IHSG menguat 6,14% menjadi 7.458,496 dari 7.026,782 pekan sebelumnya, menandai rebound yang konsisten. Pemulihan ini menunjukkan adanya optimisme terhadap sektor-sektor unggulan dan kinerja emiten dalam periode pelaporan. Perhatian meningkat terhadap dinamika perdagangan yang mendukung kelancaran likuiditas pasar.
Rata-rata volume harian melonjak 24,81% menjadi 32,28 miliar saham dari 25,87 miliar saham pekan lalu, diikuti peningkatan rata-rata nilai transaksi sebesar 17,26% menjadi Rp17,32 triliun dari Rp14,77 triliun. Sisi frekuensi transaksi harian juga naik 15,05% menjadi 2,05 juta kali transaksi, menandakan aktivitas perdagangan yang lebih intens.
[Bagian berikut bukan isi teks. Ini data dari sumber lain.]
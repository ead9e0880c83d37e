// Consumer engine
pub mod consumer;

// Health endpoint
pub mod handlers;
pub mod routes;

// Stream log client library
pub mod stream_log;

// Logging setup shared by the binaries
pub mod telemetry;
Selain itu, pembelian bersih asing tercatat sebesar Rp193,87 miliar pada penutupan Jumat, 10 April 2026, meski aliran bersih sepanjang 2026 masih menunjukkan tekanan jual Rp37,14 triliun.
Investasi asing mencatatkan beli bersih sebesar Rp193,87 miliar pada penutupan perdagangan Jumat, 10 April 2026, menambah dinamika positif pada pasar saham domestik.
Secara year-to-date, investor asing mencatatkan jual bersih sebesar Rp37,14 triliun, menunjukkan bahwa momentum saat ini bersifat berimbang dan berpotensi berubah mengikuti arah kebijakan makro dan risiko global. Pergerakan asing ini perlu diwaspadai investor sebagai bagian dari manajemen risiko portofolio dalam konteks volatilitas yang relatif tinggi.
Secara keseluruhan, pekan kedua April 2026 menambah bukti bahwa pasar saham Indonesia sedang berada pada fase recuperation, dengan prospek jangka menengah yang relatif positif asalkan dukungan likuiditas tetap terjaga dan sentimen global tidak berubah drastis.